Mango Delight Dessert

This creamy mango dessert should take you away from this bitterly cold winter to a warm, exotic destination upon your first spoonful! It starts off with a buttery biscuit layer, then the creamy, zesty, mango yoghurt and is topped off with fresh raspberrys and pistachios.
I got the inspiration for this when I was watching Jamie Oliver’s 30 minute meals where he made a “2 minute mango ice cream”. I amended it slightly but it’s still super easy and quick to make. Have a try, comments appreciated 🙂

Makes 8 (My dessert glasses are mini, you change quantities according the size of your glasses)

What we need:
16 mango puree cubes (to make these simple pour mango puree into ice cube trays and freeze)
8 biscuits (i used home made sweet indian biscuits but you can use whatever you want)
2 tsp butter at room temperature
8 fresh raspberries
1 tub of greek yoghurt
a few springs of fresh mint
zest of one lemon
For the raspberry coulis (for glass decoration):
1/4 cup raspeberries
1/4 cup jam sugar

How we do:

  • To make the raspberry coulis, cook together the raspberries, jam sugar and 2 tbsp of water in a pan. Cook until puree forms. Pass through a sieve to remove seeds. Allow to cool and drizzle on glasses with a spoon.
  • Place the biscuits and butter in the food processor and blitz. Divide into 8 dessert glasses.
  • Now add the yoghurt, zest and mint. Blitz once and add frozen puree cubes into the food processor.
  • Spoon the frozen mango yoghurt over the biscuits.
  • Garnish with raspberries, mint and pistachios.

2 Minute Mint Chutney

Sorry it has been so long since I last updated my blog- I have been swamped with projects and exams and such.

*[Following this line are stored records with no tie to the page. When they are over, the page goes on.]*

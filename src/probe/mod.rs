//! Probe registry and executors
//!
//! Every monitor kind maps to one executor implementing [`Probe`]. An
//! executor parses its own config JSON defensively (malformed config is a
//! Down result with an explanatory message, never a panic), measures
//! latency itself, and must stay within the deadline the registry enforces
//! around every invocation.
//!
//! ## Result semantics
//!
//! Up on success, Down on failure, Pending when explicitly indeterminate.
//! Deadline expiry yields Down with the message "timeout".

pub mod http;
pub mod rabbitmq;
pub mod tcp;

#[cfg(feature = "probe-dns")]
pub mod dns;

#[cfg(feature = "probe-docker")]
pub mod docker;

#[cfg(feature = "probe-grpc")]
pub mod grpc;

#[cfg(feature = "probe-kafka")]
pub mod kafka;

#[cfg(feature = "probe-mongo")]
pub mod mongo;

#[cfg(feature = "probe-mqtt")]
pub mod mqtt;

#[cfg(feature = "probe-ping")]
pub mod ping;

#[cfg(feature = "probe-redis")]
pub mod redis;

#[cfg(feature = "probe-snmp")]
pub mod snmp;

#[cfg(feature = "probe-sql")]
pub mod sql;

use std::collections::HashMap;
use std::sync::Arc;
use std::time::Duration;

use async_trait::async_trait;
use tokio_util::sync::CancellationToken;
use tracing::debug;

use crate::model::{Monitor, MonitorKind, Proxy};

/// Outcome status of one probe invocation.
#[derive(Debug, Clone, Copy, PartialEq, Eq)]
pub enum ProbeStatus {
    Up,
    Down,
    Pending,
}

/// Outcome of one probe invocation.
#[derive(Debug, Clone)]
pub struct ProbeResult {
    pub status: ProbeStatus,
    pub message: String,
    pub ping_ms: u32,
}

impl ProbeResult {
    pub fn up(message: impl Into<String>, ping_ms: u32) -> Self {
        Self {
            status: ProbeStatus::Up,
            message: message.into(),
            ping_ms,
        }
    }

    pub fn down(message: impl Into<String>) -> Self {
        Self {
            status: ProbeStatus::Down,
            message: message.into(),
            ping_ms: 0,
        }
    }

    pub fn pending(message: impl Into<String>) -> Self {
        Self {
            status: ProbeStatus::Pending,
            message: message.into(),
            ping_ms: 0,
        }
    }
}

/// Everything an executor may consult for one invocation.
pub struct ProbeContext<'a> {
    pub monitor: &'a Monitor,
    pub proxy: Option<&'a Proxy>,

    /// Cancelled when the runner is being stopped; long polls should check
    /// it between protocol steps.
    pub token: CancellationToken,

    /// The monitor timeout. The registry enforces it around the whole
    /// invocation; executors use it for per-step client deadlines.
    pub deadline: Duration,
}

/// One probe executor.
#[async_trait]
pub trait Probe: Send + Sync {
    fn kind(&self) -> MonitorKind;

    async fn execute(&self, ctx: ProbeContext<'_>) -> ProbeResult;
}

/// Maps monitor kinds to executors.
pub struct ProbeRegistry {
    probes: HashMap<MonitorKind, Arc<dyn Probe>>,
}

impl Default for ProbeRegistry {
    fn default() -> Self {
        let mut registry = Self {
            probes: HashMap::new(),
        };
        registry.register(Arc::new(http::HttpProbe::new()));
        registry.register(Arc::new(tcp::TcpProbe));
        registry.register(Arc::new(rabbitmq::RabbitmqProbe::new()));

        #[cfg(feature = "probe-dns")]
        registry.register(Arc::new(dns::DnsProbe));

        #[cfg(feature = "probe-ping")]
        registry.register(Arc::new(ping::PingProbe));

        #[cfg(feature = "probe-mqtt")]
        registry.register(Arc::new(mqtt::MqttProbe));

        #[cfg(feature = "probe-redis")]
        registry.register(Arc::new(redis::RedisProbe));

        #[cfg(feature = "probe-sql")]
        {
            registry.register(Arc::new(sql::SqlProbe::postgres()));
            registry.register(Arc::new(sql::SqlProbe::mysql()));
            registry.register(Arc::new(sql::SqlProbe::mariadb()));
        }

        #[cfg(feature = "probe-mongo")]
        registry.register(Arc::new(mongo::MongoProbe));

        #[cfg(feature = "probe-grpc")]
        registry.register(Arc::new(grpc::GrpcProbe));

        #[cfg(feature = "probe-docker")]
        registry.register(Arc::new(docker::DockerProbe));

        #[cfg(feature = "probe-snmp")]
        registry.register(Arc::new(snmp::SnmpProbe));

        #[cfg(feature = "probe-kafka")]
        registry.register(Arc::new(kafka::KafkaProducerProbe));

        registry
    }
}

impl ProbeRegistry {
    pub fn empty() -> Self {
        Self {
            probes: HashMap::new(),
        }
    }

    /// Register (or replace) the executor for its kind.
    pub fn register(&mut self, probe: Arc<dyn Probe>) {
        self.probes.insert(probe.kind(), probe);
    }

    pub fn supports(&self, kind: MonitorKind) -> bool {
        self.probes.contains_key(&kind)
    }

    /// Run the executor for the monitor's kind under the monitor timeout.
    pub async fn execute(
        &self,
        monitor: &Monitor,
        proxy: Option<&Proxy>,
        token: CancellationToken,
    ) -> ProbeResult {
        let Some(probe) = self.probes.get(&monitor.kind) else {
            return ProbeResult::down(format!(
                "no probe executor registered for kind {}",
                monitor.kind
            ));
        };

        let deadline = monitor.timeout();
        let ctx = ProbeContext {
            monitor,
            proxy,
            token,
            deadline,
        };

        debug!(monitor = %monitor.name, kind = %monitor.kind, "executing probe");
        match tokio::time::timeout(deadline, probe.execute(ctx)).await {
            Ok(result) => result,
            Err(_) => ProbeResult::down("timeout"),
        }
    }
}

/// Navigate a dot-separated path into a JSON value. Numeric segments index
/// arrays.
pub(crate) fn lookup_json_path<'a>(
    value: &'a serde_json::Value,
    path: &str,
) -> Option<&'a serde_json::Value> {
    let mut current = value;
    for segment in path.split('.').filter(|s| !s.is_empty()) {
        current = match current {
            serde_json::Value::Object(map) => map.get(segment)?,
            serde_json::Value::Array(items) => items.get(segment.parse::<usize>().ok()?)?,
            _ => return None,
        };
    }
    Some(current)
}

/// Render a JSON value the way assertion configs expect to compare it.
pub(crate) fn json_value_text(value: &serde_json::Value) -> String {
    match value {
        serde_json::Value::String(s) => s.clone(),
        other => other.to_string(),
    }
}

/// Apply an optional `json_path` / `expected_value` assertion to a probe
/// payload.
pub(crate) fn assert_json_payload(
    payload: &serde_json::Value,
    json_path: Option<&str>,
    expected_value: Option<&str>,
) -> Result<String, String> {
    let Some(path) = json_path.filter(|p| !p.is_empty()) else {
        return Ok(String::new());
    };
    let Some(found) = lookup_json_path(payload, path) else {
        return Err(format!("json path {path:?} not found in response"));
    };
    let text = json_value_text(found);
    if let Some(expected) = expected_value {
        if text != expected {
            return Err(format!(
                "json path {path:?} evaluated to {text:?}, expected {expected:?}"
            ));
        }
    }
    Ok(text)
}
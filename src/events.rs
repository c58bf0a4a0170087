//! Typed events flowing through the bus.
//!
//! Events are cloneable snapshots; subscribers must not expect to observe
//! every event (the bus drops the oldest entries for a lagging subscriber
//! rather than blocking producers).

use crate::model::{Heartbeat, Monitor};

#[derive(Debug, Clone)]
pub enum Event {
    /// A heartbeat was persisted.
    HeartbeatCreated(Heartbeat),

    /// A monitor's status changed; the heartbeat is the transition beat.
    MonitorStatusChanged(Heartbeat),

    /// A monitor's definition changed (published by the API layer).
    MonitorUpdated(Monitor),

    /// A monitor was deleted.
    MonitorDeleted(String),

    /// Some maintenance definition or link changed.
    MaintenanceChanged,

    /// A notification channel's definition changed.
    NotificationChannelUpdated(String),
}

impl Event {
    /// Short name for logging.
    pub fn name(&self) -> &'static str {
        match self {
            Event::HeartbeatCreated(_) => "heartbeat_created",
            Event::MonitorStatusChanged(_) => "monitor_status_changed",
            Event::MonitorUpdated(_) => "monitor_updated",
            Event::MonitorDeleted(_) => "monitor_deleted",
            Event::MaintenanceChanged => "maintenance_changed",
            Event::NotificationChannelUpdated(_) => "notification_channel_updated",
        }
    }
}
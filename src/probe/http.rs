//! HTTP(S) probe
//!
//! Follows redirects manually so the hop limit is exact, supports basic and
//! OAuth2 client-credentials auth (tokens cached per token endpoint and
//! client id until expiry), optional mutual TLS, per-monitor proxies, and
//! an optional keyword assertion on the response body.

use std::collections::HashMap;
use std::sync::Mutex;
use std::time::{Duration, Instant};

use async_trait::async_trait;
use serde::Deserialize;
use tracing::{debug, warn};

use crate::model::MonitorKind;

use super::{Probe, ProbeContext, ProbeResult};

/// Idle connections kept per host across probe invocations.
const POOL_MAX_IDLE_PER_HOST: usize = 4;

/// Safety margin subtracted from OAuth token lifetimes.
const TOKEN_EXPIRY_MARGIN: Duration = Duration::from_secs(30);

#[derive(Debug, Clone, Default, Deserialize)]
#[serde(rename_all = "lowercase")]
enum BodyEncoding {
    #[default]
    Json,
    Form,
    Xml,
    Text,
}

impl BodyEncoding {
    fn content_type(&self) -> &'static str {
        match self {
            BodyEncoding::Json => "application/json",
            BodyEncoding::Form => "application/x-www-form-urlencoded",
            BodyEncoding::Xml => "text/xml",
            BodyEncoding::Text => "text/plain",
        }
    }
}

#[derive(Debug, Clone, Default, PartialEq, Deserialize)]
#[serde(rename_all = "kebab-case")]
enum AuthMethod {
    #[default]
    None,
    Basic,
    Oauth2Cc,
    Ntlm,
    Mtls,
}

#[derive(Debug, Clone, Deserialize)]
struct HttpConfig {
    url: String,

    #[serde(default = "default_method")]
    method: String,

    #[serde(default)]
    headers: HashMap<String, String>,

    #[serde(default)]
    body: Option<String>,

    #[serde(default)]
    body_encoding: BodyEncoding,

    /// Accepted groups ("2XX".."5XX") and/or explicit codes ("301").
    #[serde(default = "default_accepted_status")]
    accepted_status: Vec<String>,

    /// 0 disables redirect following entirely.
    #[serde(default = "default_max_redirects")]
    max_redirects: u32,

    #[serde(default)]
    auth_method: AuthMethod,

    #[serde(default)]
    basic_auth_user: Option<String>,
    #[serde(default)]
    basic_auth_pass: Option<String>,

    #[serde(default)]
    oauth_token_url: Option<String>,
    #[serde(default)]
    oauth_client_id: Option<String>,
    #[serde(default)]
    oauth_client_secret: Option<String>,
    #[serde(default)]
    oauth_scopes: Option<String>,

    /// PEM material for mutual TLS.
    #[serde(default)]
    tls_cert: Option<String>,
    #[serde(default)]
    tls_key: Option<String>,
    #[serde(default)]
    tls_ca: Option<String>,

    /// Optional body assertion.
    #[serde(default)]
    keyword: Option<String>,
    #[serde(default)]
    invert_keyword: bool,
}

fn default_method() -> String {
    "GET".to_string()
}

fn default_accepted_status() -> Vec<String> {
    vec!["2XX".to_string()]
}

fn default_max_redirects() -> u32 {
    10
}

struct CachedToken {
    access_token: String,
    expires_at: Instant,
}

pub struct HttpProbe {
    /// Shared pooled client for monitors without mTLS/proxy requirements.
    client: reqwest::Client,

    /// OAuth2 client-credentials tokens keyed by (token_url, client_id).
    tokens: Mutex<HashMap<(String, String), CachedToken>>,
}

impl Default for HttpProbe {
    fn default() -> Self {
        Self::new()
    }
}

impl HttpProbe {
    pub fn new() -> Self {
        let client = reqwest::Client::builder()
            .redirect(reqwest::redirect::Policy::none())
            .pool_max_idle_per_host(POOL_MAX_IDLE_PER_HOST)
            .build()
            .unwrap_or_default();
        Self {
            client,
            tokens: Mutex::new(HashMap::new()),
        }
    }

    /// Pick (or build) the client for this invocation. A dedicated client
    /// is only needed when the monitor carries mTLS material or a proxy.
    fn client_for(
        &self,
        config: &HttpConfig,
        ctx: &ProbeContext<'_>,
    ) -> Result<reqwest::Client, String> {
        let needs_custom = config.auth_method == AuthMethod::Mtls || ctx.proxy.is_some();
        if !needs_custom {
            return Ok(self.client.clone());
        }

        let mut builder = reqwest::Client::builder()
            .redirect(reqwest::redirect::Policy::none())
            .pool_max_idle_per_host(POOL_MAX_IDLE_PER_HOST);

        if config.auth_method == AuthMethod::Mtls {
            let cert = config.tls_cert.as_deref().unwrap_or("");
            let key = config.tls_key.as_deref().unwrap_or("");
            if cert.is_empty() || key.is_empty() {
                return Err("mtls auth requires tls_cert and tls_key".to_string());
            }
            let identity = reqwest::Identity::from_pem(format!("{cert}\n{key}").as_bytes())
                .map_err(|e| format!("invalid client certificate: {e}"))?;
            builder = builder.identity(identity);

            if let Some(ca) = config.tls_ca.as_deref().filter(|ca| !ca.is_empty()) {
                let ca = reqwest::Certificate::from_pem(ca.as_bytes())
                    .map_err(|e| format!("invalid ca certificate: {e}"))?;
                builder = builder.add_root_certificate(ca);
            }
        }

        if let Some(proxy) = ctx.proxy.filter(|p| p.active) {
            let mut proxy_builder = reqwest::Proxy::all(proxy.url())
                .map_err(|e| format!("invalid proxy configuration: {e}"))?;
            if let (Some(user), Some(pass)) = (&proxy.username, &proxy.password) {
                proxy_builder = proxy_builder.basic_auth(user, pass);
            }
            builder = builder.proxy(proxy_builder);
        }

        builder
            .build()
            .map_err(|e| format!("failed to build http client: {e}"))
    }

    /// Fetch (or reuse) an OAuth2 client-credentials token.
    async fn oauth_token(
        &self,
        config: &HttpConfig,
        client: &reqwest::Client,
        deadline: Duration,
    ) -> Result<String, String> {
        let token_url = config
            .oauth_token_url
            .as_deref()
            .filter(|u| !u.is_empty())
            .ok_or("oauth2-cc auth requires oauth_token_url")?;
        let client_id = config
            .oauth_client_id
            .as_deref()
            .filter(|u| !u.is_empty())
            .ok_or("oauth2-cc auth requires oauth_client_id")?;
        let client_secret = config.oauth_client_secret.as_deref().unwrap_or("");

        let cache_key = (token_url.to_string(), client_id.to_string());
        {
            let tokens = self.tokens.lock().expect("token cache poisoned");
            if let Some(cached) = tokens.get(&cache_key) {
                if cached.expires_at > Instant::now() {
                    return Ok(cached.access_token.clone());
                }
            }
        }

        let mut form = vec![
            ("grant_type", "client_credentials"),
            ("client_id", client_id),
            ("client_secret", client_secret),
        ];
        if let Some(scopes) = config.oauth_scopes.as_deref().filter(|s| !s.is_empty()) {
            form.push(("scope", scopes));
        }

        #[derive(Deserialize)]
        struct TokenResponse {
            access_token: String,
            #[serde(default)]
            expires_in: Option<u64>,
        }

        debug!("fetching oauth2 token from {token_url}");
        let response = client
            .post(token_url)
            .timeout(deadline)
            .form(&form)
            .send()
            .await
            .map_err(|e| format!("token request failed: {e}"))?;

        if !response.status().is_success() {
            return Err(format!(
                "token endpoint returned status {}",
                response.status()
            ));
        }

        let token: TokenResponse = response
            .json()
            .await
            .map_err(|e| format!("invalid token response: {e}"))?;

        let lifetime = Duration::from_secs(token.expires_in.unwrap_or(3600));
        let expires_at = Instant::now() + lifetime.saturating_sub(TOKEN_EXPIRY_MARGIN);
        self.tokens.lock().expect("token cache poisoned").insert(
            cache_key,
            CachedToken {
                access_token: token.access_token.clone(),
                expires_at,
            },
        );

        Ok(token.access_token)
    }

    fn build_request(
        &self,
        client: &reqwest::Client,
        config: &HttpConfig,
        method: reqwest::Method,
        url: &reqwest::Url,
        bearer: Option<&str>,
        include_body: bool,
        deadline: Duration,
    ) -> reqwest::RequestBuilder {
        let mut request = client.request(method, url.clone()).timeout(deadline);

        let mut has_content_type = false;
        for (name, value) in &config.headers {
            if name.eq_ignore_ascii_case("content-type") {
                has_content_type = true;
            }
            request = request.header(name, value);
        }

        if include_body {
            if let Some(body) = config.body.as_ref().filter(|b| !b.is_empty()) {
                if !has_content_type {
                    request = request.header("Content-Type", config.body_encoding.content_type());
                }
                request = request.body(body.clone());
            }
        }

        match &config.auth_method {
            AuthMethod::Basic => {
                request = request.basic_auth(
                    config.basic_auth_user.as_deref().unwrap_or(""),
                    config.basic_auth_pass.as_deref(),
                );
            }
            AuthMethod::Oauth2Cc => {
                if let Some(token) = bearer {
                    request = request.bearer_auth(token);
                }
            }
            _ => {}
        }

        request
    }
}

#[async_trait]
impl Probe for HttpProbe {
    fn kind(&self) -> MonitorKind {
        MonitorKind::Http
    }

    async fn execute(&self, ctx: ProbeContext<'_>) -> ProbeResult {
        let config: HttpConfig = match serde_json::from_str(&ctx.monitor.config) {
            Ok(config) => config,
            Err(e) => return ProbeResult::down(format!("invalid http config: {e}")),
        };

        if config.auth_method == AuthMethod::Ntlm {
            return ProbeResult::down("ntlm authentication is not supported");
        }

        let method = match config.method.to_uppercase().parse::<reqwest::Method>() {
            Ok(method) => method,
            Err(_) => {
                return ProbeResult::down(format!("invalid http method {:?}", config.method));
            }
        };

        let mut url = match reqwest::Url::parse(&config.url) {
            Ok(url) => url,
            Err(e) => return ProbeResult::down(format!("invalid url {:?}: {e}", config.url)),
        };

        let client = match self.client_for(&config, &ctx) {
            Ok(client) => client,
            Err(msg) => return ProbeResult::down(msg),
        };

        let bearer = if config.auth_method == AuthMethod::Oauth2Cc {
            match self.oauth_token(&config, &client, ctx.deadline).await {
                Ok(token) => Some(token),
                Err(msg) => return ProbeResult::down(msg),
            }
        } else {
            None
        };

        let start = Instant::now();
        let mut current_method = method;
        let mut include_body = true;
        let mut hops = 0u32;

        let response = loop {
            let request = self.build_request(
                &client,
                &config,
                current_method.clone(),
                &url,
                bearer.as_deref(),
                include_body,
                ctx.deadline,
            );

            let response = match request.send().await {
                Ok(response) => response,
                Err(e) => return ProbeResult::down(format!("request failed: {e}")),
            };

            let status = response.status();
            if config.max_redirects > 0 && status.is_redirection() {
                let location = response
                    .headers()
                    .get(reqwest::header::LOCATION)
                    .and_then(|v| v.to_str().ok())
                    .map(str::to_string);
                if let Some(location) = location {
                    if hops >= config.max_redirects {
                        return ProbeResult::down("too many redirects");
                    }
                    hops += 1;
                    url = match url.join(&location) {
                        Ok(next) => next,
                        Err(e) => {
                            return ProbeResult::down(format!(
                                "invalid redirect location {location:?}: {e}"
                            ));
                        }
                    };
                    // 307/308 preserve the method and body, everything else
                    // degrades to a bodyless GET.
                    if status != reqwest::StatusCode::TEMPORARY_REDIRECT
                        && status != reqwest::StatusCode::PERMANENT_REDIRECT
                    {
                        current_method = reqwest::Method::GET;
                        include_body = false;
                    }
                    debug!("following redirect {hops} to {url}");
                    continue;
                }
            }

            break response;
        };

        let status_code = response.status().as_u16();
        let ping_ms = start.elapsed().as_millis() as u32;

        if !status_accepted(status_code, &config.accepted_status) {
            return ProbeResult::down(format!("unexpected status code: {status_code}"));
        }

        if let Some(keyword) = config.keyword.as_deref().filter(|k| !k.is_empty()) {
            let body = match response.text().await {
                Ok(body) => body,
                Err(e) => return ProbeResult::down(format!("failed to read response body: {e}")),
            };
            let found = body.contains(keyword);
            if found == config.invert_keyword {
                let expectation = if config.invert_keyword {
                    "present"
                } else {
                    "absent"
                };
                return ProbeResult::down(format!(
                    "keyword {keyword:?} unexpectedly {expectation} in response"
                ));
            }
        }

        ProbeResult::up(format!("{status_code} OK"), ping_ms)
    }
}

/// Check a status code against accepted groups ("2XX") or explicit codes.
fn status_accepted(code: u16, accepted: &[String]) -> bool {
    if accepted.is_empty() {
        return (200..300).contains(&code);
    }
    for entry in accepted {
        let entry = entry.trim();
        if let Some(prefix) = entry.strip_suffix("XX").or_else(|| entry.strip_suffix("xx")) {
            match prefix.parse::<u16>() {
                Ok(group) if code / 100 == group => return true,
                Ok(_) => {}
                Err(_) => warn!("ignoring malformed status group {entry:?}"),
            }
        } else {
            match entry.parse::<u16>() {
                Ok(exact) if exact == code => return true,
                Ok(_) => {}
                Err(_) => warn!("ignoring malformed status entry {entry:?}"),
            }
        }
    }
    false
}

Regardless, I’m back and equipped with many a recipe to catch you all up on! Thank you to everyone who has left me comments, I really appreciate it! Now the formalities are done, I feel the need to talk about today’s recipe. It’s a quick, delicious mint chutney recipe which I learnt from my Madre and modified slightly ( like most of my recipes). You can use it as a dipping sauce, I have it with my Sunday roast. Oh and I love it on my cheese sandwiches. It’s a great way to jazz up regular recipes and it takes 2 minutes to make. Check it out:

What we need:

Handful washed mint
Handful washed coriander
Half onion
1/2 green chilli (optional)
1 tsp salt
1 tsp paprika
1 tbsp tomato ketchup (original recipe uses tamarind paste-both work well)
2 tbsp water

How we do:

  • Add all of the ingredients into a food processor
  • Once grinded into a smooth consistency, taste for salt. If more is needed, add now.
  • BALLE BALLE! You’re done.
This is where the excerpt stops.